First oil is planned for August 2021, with peak Fiord West production estimated at 20,000 bpd.

The company sees at least 10 years of opportunity for extended reach drilling, another billion dollars of investment around existing fields, she said.

With the current rigs wells can reach 18,000 to 28,000 feet; the ERD rig will have a reach of 33,000-plus feet.

Exploration drilling

Bruner said 2018 will be the company’s largest Alaska exploration program since 2002, with up to five exploratory wells planned, four in the National Petroleum Reserve-Alaska and one on state acreage, with as many as seven bottom hole locations. A seismic program is also planned.

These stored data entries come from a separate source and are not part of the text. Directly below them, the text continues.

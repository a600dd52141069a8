//! Failure-driven skipping of trial types.
//!
//! Consecutive incorrect test responses are counted per trial type. Reaching
//! the threshold discards the rest of that type from the active pool and
//! escalates the type, after which a single incorrect response is enough to
//! skip again.

use std::collections::HashMap;

use tracing::{debug, info};

use crate::corpus::ItemPool;
use crate::item::{Item, TrialType};

#[derive(Debug, Clone, Copy, Default, PartialEq, Eq)]
struct SkipCounter {
    incorrect: u32,
    escalated: bool,
}

/// Outcome of a skip pass.
#[derive(Debug, Clone, PartialEq, Eq)]
pub struct SkipOutcome {
    pub trial_type: TrialType,
    /// Items removed from the active pool.
    pub discarded: usize,
    /// Whether this pass escalated the trial type.
    pub escalated_now: bool,
}

#[derive(Debug, Clone)]
pub struct FailureSkipper {
    max_incorrect: u32,
    counters: HashMap<TrialType, SkipCounter>,
}

impl FailureSkipper {
    pub fn new(max_incorrect: u32) -> Self {
        Self {
            max_incorrect: max_incorrect.max(1),
            counters: HashMap::new(),
        }
    }

    /// Record a response and skip the rest of its trial type if the streak
    /// crossed the current threshold. Only test responses are counted.
    pub fn observe(
        &mut self,
        item: &Item,
        correct: bool,
        pool: Option<&mut ItemPool>,
    ) -> Option<SkipOutcome> {
        if !item.stage.is_test() {
            return None;
        }

        let counter = self.counters.entry(item.trial_type.clone()).or_default();
        if correct {
            counter.incorrect = 0;
            return None;
        }
        counter.incorrect += 1;

        let threshold = if counter.escalated { 1 } else { self.max_incorrect };
        if counter.incorrect < threshold {
            debug!(
                trial_type = %item.trial_type,
                streak = counter.incorrect,
                threshold,
                "Incorrect response"
            );
            return None;
        }

        let escalated_now = !counter.escalated;
        counter.escalated = true;
        counter.incorrect = 0;

        let discarded = pool.map_or(0, |pool| pool.discard_type(&item.trial_type));
        info!(
            trial_type = %item.trial_type,
            discarded,
            escalated_now,
            "Skipping remaining items of trial type"
        );

        Some(SkipOutcome {
            trial_type: item.trial_type.clone(),
            discarded,
            escalated_now,
        })
    }

    pub fn is_escalated(&self, trial_type: &TrialType) -> bool {
        self.counters.get(trial_type).is_some_and(|c| c.escalated)
    }

    pub fn streak(&self, trial_type: &TrialType) -> u32 {
        self.counters.get(trial_type).map_or(0, |c| c.incorrect)
    }
}

#[cfg(test)]
mod tests {
    use super::*;
    use crate::item::AssessmentStage;
    use crate::item::fixtures::{item, test_item};

    fn pool(types: &[&str]) -> ItemPool {
        ItemPool::new(
            types
                .iter()
                .enumerate()
                .map(|(n, t)| test_item(100 + n as u32, t, 0.0))
                .collect(),
        )
    }

    #[test]
    fn test_three_misses_skip_and_escalate() {
        let mut skipper = FailureSkipper::new(3);
        let mut pool = pool(&["X", "Y", "X", "X", "Y"]);
        let x = TrialType::from("X");

        assert!(skipper.observe(&test_item(1, "X", 0.0), false, Some(&mut pool)).is_none());
        assert!(skipper.observe(&test_item(2, "X", 0.0), false, Some(&mut pool)).is_none());
        let outcome = skipper
            .observe(&test_item(3, "X", 0.0), false, Some(&mut pool))
            .unwrap();

        assert_eq!(outcome.discarded, 3);
        assert!(outcome.escalated_now);
        assert!(skipper.is_escalated(&x));
        assert_eq!(pool.len(), 2);
        assert!(!pool.contains_type(&x));
    }

    #[test]
    fn test_escalated_type_skips_on_single_miss() {
        let mut skipper = FailureSkipper::new(3);
        for n in 0..3 {
            skipper.observe(&test_item(n, "X", 0.0), false, None);
        }

        let mut pool = pool(&["X", "Z"]);
        let outcome = skipper
            .observe(&test_item(10, "X", 0.0), false, Some(&mut pool))
            .unwrap();
        assert!(!outcome.escalated_now);
        assert_eq!(outcome.discarded, 1);
        assert_eq!(skipper.streak(&TrialType::from("X")), 0);
    }

    #[test]
    fn test_correct_resets_streak() {
        let mut skipper = FailureSkipper::new(3);
        skipper.observe(&test_item(1, "X", 0.0), false, None);
        skipper.observe(&test_item(2, "X", 0.0), false, None);
        skipper.observe(&test_item(3, "X", 0.0), true, None);
        skipper.observe(&test_item(4, "X", 0.0), false, None);

        assert_eq!(skipper.streak(&TrialType::from("X")), 1);
        assert!(!skipper.is_escalated(&TrialType::from("X")));
    }

    #[test]
    fn test_types_counted_independently() {
        let mut skipper = FailureSkipper::new(2);
        skipper.observe(&test_item(1, "X", 0.0), false, None);
        skipper.observe(&test_item(2, "Y", 0.0), false, None);
        skipper.observe(&test_item(3, "Y", 0.0), true, None);

        assert_eq!(skipper.streak(&TrialType::from("X")), 1);
        assert_eq!(skipper.streak(&TrialType::from("Y")), 0);
    }

    #[test]
    fn test_practice_responses_ignored() {
        let mut skipper = FailureSkipper::new(1);
        let practice = item(1, "X", AssessmentStage::Practice, 0.0);
        assert!(skipper.observe(&practice, false, None).is_none());
        assert_eq!(skipper.streak(&TrialType::from("X")), 0);
    }

    #[test]
    fn test_skip_on_empty_pool() {
        let mut skipper = FailureSkipper::new(1);
        let mut empty = ItemPool::default();
        let outcome = skipper
            .observe(&test_item(1, "X", 0.0), false, Some(&mut empty))
            .unwrap();
        assert_eq!(outcome.discarded, 0);
    }
}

The wells are all in permitting, she said, so it’s not possible to say how many will be drilled. Three are at the previously announced Willow discovery, two appraisal wells and one exploration well; there is an exploration well planned in the Colville River unit; and another south of Alpine.

Safety

Bruner also updated the RDC audience on ConocoPhillips’ safety focus, saying that when the company operates safely it operates efficiently.

In 2009-11, she said, too many people were getting hurt on the job. In 2012 the company instituted what it called an “incident-free culture” with a focus on leadership behaviors.

And there was a step change, she said, with total recordable incident rates down substantially.

But we’re not done, she said: we’re still hurting people, so it’s time for another step change.

This time around, she said, the goal is to create a learning organization. Bruner said the focus is on being less surprised by human error and spending more time learning. The goal is that everyone goes home without being hurt, she said, and the job is to learn from the people doing the work every day.

We’re not going to be error free, she said, but we can be incident free.